[RFC] Promoting `linalg.init_tensor` to the `bufferize` dialect

Drafting on some recent discussions regarding relayering/splitting Linalg, one of the ops that should graduate out of linalg is linalg.init_tensor.

Background

linalg.init_tensor was added in ⚙ D93374 [mlir][Linalg] Define a linalg.init_tensor operation. and, roughly speaking, the op creates an “empty” tensor of a given shape. However, the ODS is not really precise about what this means. The commit message gives more insight into the intended use, but uses semantically-confusing phrases like

  • “is expected to overwrite the entire tensor” - the tensor type is value-semantic, so talking about “overwriting” it doesn’t make any sense from the perspective of defining the op semantics.
  • “will be used as the init tensor of such Linalg operations” - having an op that can only be used as operand to another specific op doesn’t really fit well with the data model of value-semantic tensors – I can pass any tensor to anything that accepts a tensor and that should be ok (same for block arguments).

The use case

Before tightening up the semantics of this op, I would like to provide concrete insight into the most important use case for this op. Basically, linalg.init_tensor is the equivalent of memref.alloc. However, it has proven very useful to not jump to memrefs immediately, but rather to stay in value-semantic tensor land to retain SSA use-def chains. One key trick that makes this work well is the use of “tied” operands (which in linalg take the form of outs operands), which simplify analyses and transformations and can be used to model a restricted form of in-place updates in a program that otherwise has value-semantics. The burden then falls on “bufferization” to make the updates truly in place if possible (and make copies if not). This is a reuse analysis somewhat analogous to register allocation in a traditional compiler. In fact, LLVM’s MachineIR has the same kind of “tied” operands, for modeling so-called “2 address” instructions like add eax, edx in a “3 address” SSA IR.

Another word for this value-semantic modeling of an underlying mutable program is “destination-passing style”. This destination-passing style gets the advantages of value-semantics while maintaining enough predictability w.r.t. in-place updates to be useful for codegen. There isn’t a specific, bulletproof contract for what becomes in-place at the buffer level, but the reality is that bufferization algorithms are sufficiently sophisticated that in practice the results are unsurprising.

Non-goals

We don’t intend for this op to be an “undef” in the LLVM sense (uses seeing different values), or touch on any complex UB topics that are needed to unlock certain aggressive optimizations (e.g. counterfactual reasoning with poison values) – it has been found that these optimizations are not important at the level of abstraction / use cases that this op is used for.
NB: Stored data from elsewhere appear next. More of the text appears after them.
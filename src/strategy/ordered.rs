//! Global lock-order transfer strategy
//!
//! Every transfer locks the lower-ordered account first. As long as all
//! callers agree on the order, no two transfers ever hold the same pair of
//! locks in opposite order, so the wait-for graph has no cycles and the
//! strategy cannot deadlock.
//!
//! The order must come from immutable identity. A comparator that ranks two
//! distinct accounts as equal, or that disagrees with itself when the
//! arguments are swapped, would silently void the guarantee; such a
//! comparator is rejected before any lock is taken.

use super::{validate, TransferReport, TransferState, TransferStrategy};
use crate::config::LockConfig;
use crate::core::balance::apply_transfer;
use crate::core::interrupt::{acquire, Deadline};
use crate::core::traits::{ById, LockOrder};
use crate::types::{Account, LedgerError, Outcome};
use rust_decimal::Decimal;
use std::cmp::Ordering;
use std::sync::Arc;
use std::time::Duration;
use tokio_util::sync::CancellationToken;

/// Lock both accounts in a global total order
#[derive(Debug, Clone)]
pub struct OrderedTransfer<O: LockOrder = ById> {
    order: O,
    poll_interval: Duration,
}

impl OrderedTransfer<ById> {
    /// Create a strategy ordering accounts by ID
    pub fn new(config: &LockConfig) -> Self {
        Self::with_order(ById, config)
    }
}

impl<O: LockOrder> OrderedTransfer<O> {
    /// Create a strategy using a custom order
    ///
    /// `order` must be a strict total order shared by every caller that
    /// locks more than one account.
    pub fn with_order(order: O, config: &LockConfig) -> Self {
        Self {
            order,
            poll_interval: config.poll_interval(),
        }
    }

    fn rank(&self, from: &Account, to: &Account) -> Result<Ordering, LedgerError> {
        let forward = self.order.compare(from, to);
        let backward = self.order.compare(to, from);
        if forward == Ordering::Equal || backward != forward.reverse() {
            tracing::warn!(
                first = from.id(),
                second = to.id(),
                ?forward,
                ?backward,
                "lock order is not a strict total order"
            );
            return Err(LedgerError::inconsistent_order(from.id(), to.id()));
        }
        Ok(forward)
    }
}

impl<O: LockOrder> TransferStrategy for OrderedTransfer<O> {
    fn transfer(
        &self,
        from: &Arc<Account>,
        to: &Arc<Account>,
        amount: Decimal,
        cancel: &CancellationToken,
    ) -> Result<TransferReport, LedgerError> {
        validate(from, to, amount)?;
        let from_first = self.rank(from, to)? == Ordering::Less;
        let (first, second) = if from_first { (from, to) } else { (to, from) };

        let never = Deadline::never();
        let Ok(mut first_balance) = acquire(first.lock_handle(), &never, cancel, self.poll_interval)
        else {
            return Ok(TransferReport::new(Outcome::Interrupted, TransferState::Idle));
        };
        let Ok(mut second_balance) =
            acquire(second.lock_handle(), &never, cancel, self.poll_interval)
        else {
            return Ok(TransferReport::new(
                Outcome::Interrupted,
                TransferState::FirstLockAcquired,
            ));
        };

        let (from_balance, to_balance) = if from_first {
            (&mut *first_balance, &mut *second_balance)
        } else {
            (&mut *second_balance, &mut *first_balance)
        };
        let outcome = apply_transfer((from_balance, from.id()), (to_balance, to.id()), amount)?;

        tracing::debug!(
            from = from.id(),
            to = to.id(),
            %amount,
            %outcome,
            "ordered transfer"
        );
        Ok(TransferReport::settled(outcome))
    }

    fn name(&self) -> &'static str {
        "global-order"
    }
}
This allows us to propose a fairly relaxed semantics that sidestep “the hard parts” of UB/poison/undef discussions.

Proposed semantics / new op name

Rename linalg.init_tensor to bufferize.unspecified_tensor (please bikeshed), and give it the following semantics:

"
bufferize.unspecified_tensor produces a tensor of the given shape with unspecified values.
Each instance of the bufferize.unspecified_tensor op potentially produces different values.
"
Additionally:

  1. The op has an “allocation” side effect. This prevents it from being CSE’d (for the use cases of this op, CSE is not really useful and I hear that the existing CSE behavior of linalg.init_tensor has actually caused some headaches)
  2. The op is restricted to memref-compatible element types

The reason this op fits well in the “bufferize” dialect is that, as I mentioned, the op is really “memref.alloc” but for the tensor-level destination-passing style. This is very intimately related to bufferization – in fact, it is so intimately related that people who use this op are usually thinking about the underlying mutable program they expect it to bufferize to rather than the nominal value-semantic program actually written in the IR.
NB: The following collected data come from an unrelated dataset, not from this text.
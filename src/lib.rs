//! Static asset server
//!
//! Serves files below one root directory over HTTP/1.1 with fixed CORS and
//! cache headers. The binary in `main.rs` wires these modules together; the
//! library is exposed so tests can run a server in-process.

pub mod config;
pub mod error;
pub mod handler;
pub mod http;
pub mod logger;
pub mod resolver;
pub mod server;

pub use config::{Config, ServerConfig};
pub use error::{BindError, StartupError};
pub use handler::RequestHandler;
pub use resolver::{Resolution, ResourceResolver};
pub use server::{Server, ShutdownHandle};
I believe that the proposed semantics here are fully-defined and well-specified at the value-semantic tensor level, while still having the right properties for the main use case of this op.

Thoughts?

@nicolasvasilache @MaheshRavishankar @mehdi_amini @herhut

1 Like

Just as an extra data point, I had the need for a similar operation in the sparse tensor dialect for cases where a sparse tensor materializes during a computation. It was subject to similar conditions you sketched above, i.e. it has an underlying implied allocation side effect (technically, though, the op is purely SSA based without side effects). I would be strongly in favor of merging the ops at some point (although e.g. tensor seems a better dialect for this than bufferize, although I understand your reasoning for this).

    %c4 = arith.constant 4 : index
    %C = sparse_tensor.init [%c4, %c4] : tensor<4x4xf64, #CSR>
    %D = linalg.matmul
      ins(%A, %B: tensor<4x8xf64, #CSR>, tensor<8x4xf64, #CSR>)
         outs(%C: tensor<4x4xf64, #CSR>) -> tensor<4x4xf64, #CSR>

Adding a memory side effect for this op seems a bit weird, since I don’t think it really has such a side effect. I get that this is convenient because we don’t want it CSE’ed, but that seems like something to address in a cost model, not by having a pretend side effect. If it’s the best path forward for now, then it seems like a pragmatic tradeoff, but I think it should be discussed and acknowledged as such.

I have concerns with this: as specified this reminds me of “stateful” operation in Tensorflow. Strictily speaking you can’t duplicate any such operation, so technically (without more info in the spec) this forbids sinking, loop unrolling, inlining, …

This makes me quite uneasy: it seems that we’re not describing the operation behavior properly based on the passes limitations here. Any such value-based op should be able to be CSE’d. Whether it is profitable is another question and I believe this is more the role of a phase that would “undo” any CSE for profitability. Do you have reference to the “headaches” this caused so far? The few cases I saw were more pointing to misassumption in the way the bufferization passes were written than anything else (basically implementation/design bugs).

1 Like

First, the use case of linalg.init_tensor as a proxy for memref.alloc was never its intended use case. The wording of the patch that you point to explicitly says

The tensor is materialized only for the shape of the output 

This is the load bearing part. I agree I should have worded the patch better, but it was done at a point where (my) understanding of Linalg on tensors was still evolving. So lets leave aside that point.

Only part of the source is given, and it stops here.